[[ AVAILABLE DATA, beginning ]]
//! Summary statistics — pure functions of a series.
//!
//! First and last rows are taken by position. Callers that want chronological
//! semantics pass a time-sorted series (see [`chronological`]).

use serde::{Deserialize, Serialize};

use crate::coerce::{format_number, format_percent, PLACEHOLDER};
use crate::config::SummaryOrder;
use crate::domain::{Observation, Signal};

/// Headline figures for the selected series.
#[derive(Debug, Clone, PartialEq, Default, Serialize, Deserialize)]
pub struct SummaryStats {
    pub rows: usize,
    /// `first.date → last.date`
    pub range: Option<String>,
    pub last_close: Option<f64>,
    pub total_return: Option<f64>,
    pub last_signal: Option<Signal>,
    pub equity_return: Option<f64>,
}

/// Summary figures rendered for display.
#[derive(Debug, Clone, PartialEq, Eq)]
pub struct SummaryDisplay {
    pub range: String,
    pub last_close: String,
    pub total_return: String,
    pub last_signal: String,
    pub equity_return: String,
}

impl SummaryStats {
    /// Positional summary of `series`.
    pub fn from_series(series: &[Observation]) -> Self {
        let (first, last) = match (series.first(), series.last()) {
            (Some(f), Some(l)) => (f, l),
            _ => return Self::default(),
        };

        Self {
            rows: series.len(),
            range: Some(format!("{} → {}", first.date, last.date)),
            last_close: last.close,
            total_return: ratio_return(first.close, last.close),
            last_signal: last.signal.clone(),
            equity_return: ratio_return(first.equity, last.equity),
        }
    }

    pub fn with_order(series: &[Observation], order: SummaryOrder) -> Self {
        match order {
            SummaryOrder::Positional => Self::from_series(series),
            SummaryOrder::Chronological => Self::from_series(&chronological(series)),
        }
    }

    pub fn last_signal_label(&self) -> &str {
        self.last_signal
            .as_ref()
            .map(Signal::as_str)
            .unwrap_or(PLACEHOLDER)
    }

    pub fn display(&self) -> SummaryDisplay {
        SummaryDisplay {
            range: self.range.clone().unwrap_or_else(|| PLACEHOLDER.to_string()),
            last_close: format_number(self.last_close),
            total_return: format_percent(self.total_return),
            last_signal: self.last_signal_label().to_string(),
            equity_return: format_percent(self.equity_return),
        }
    }
}

/// `last / first - 1` when both are defined and the result is finite.
pub fn ratio_return(first: Option<f64>, last: Option<f64>) -> Option<f64> {
    let r = last? / first? - 1.0;
    r.is_finite().then_some(r)
}

/// Stable copy sorted by resolved time; rows without a time keep their
/// relative order after every timed row.
pub fn chronological(series: &[Observation]) -> Vec<Observation> {
    let mut sorted = series.to_vec();
    sorted.sort_by_key(|o| (o.time.is_none(), o.time));
    sorted
}

/// The last `n` rows by position, most recent first.
pub fn recent_rows(series: &[Observation], n: usize) -> Vec<Observation> {
    series.iter().rev().take(n).cloned().collect()
}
[[ AVAILABLE DATA, end ]]
YOUR GOAL
Given the records above, return exactly the lines starting at the line containing "use crate::config::SummaryOrder;" and ending at the line containing "Positional summary of", including both.

RESULT OF THE TASK
use crate::config::SummaryOrder;
use crate::domain::{Observation, Signal};

/// Headline figures for the selected series.
#[derive(Debug, Clone, PartialEq, Default, Serialize, Deserialize)]
pub struct SummaryStats {
    pub rows: usize,
    /// `first.date → last.date`
    pub range: Option<String>,
    pub last_close: Option<f64>,
    pub total_return: Option<f64>,
    pub last_signal: Option<Signal>,
    pub equity_return: Option<f64>,
}

/// Summary figures rendered for display.
#[derive(Debug, Clone, PartialEq, Eq)]
pub struct SummaryDisplay {
    pub range: String,
    pub last_close: String,
    pub total_return: String,
    pub last_signal: String,
    pub equity_return: String,
}

impl SummaryStats {
    /// Positional summary of `series`.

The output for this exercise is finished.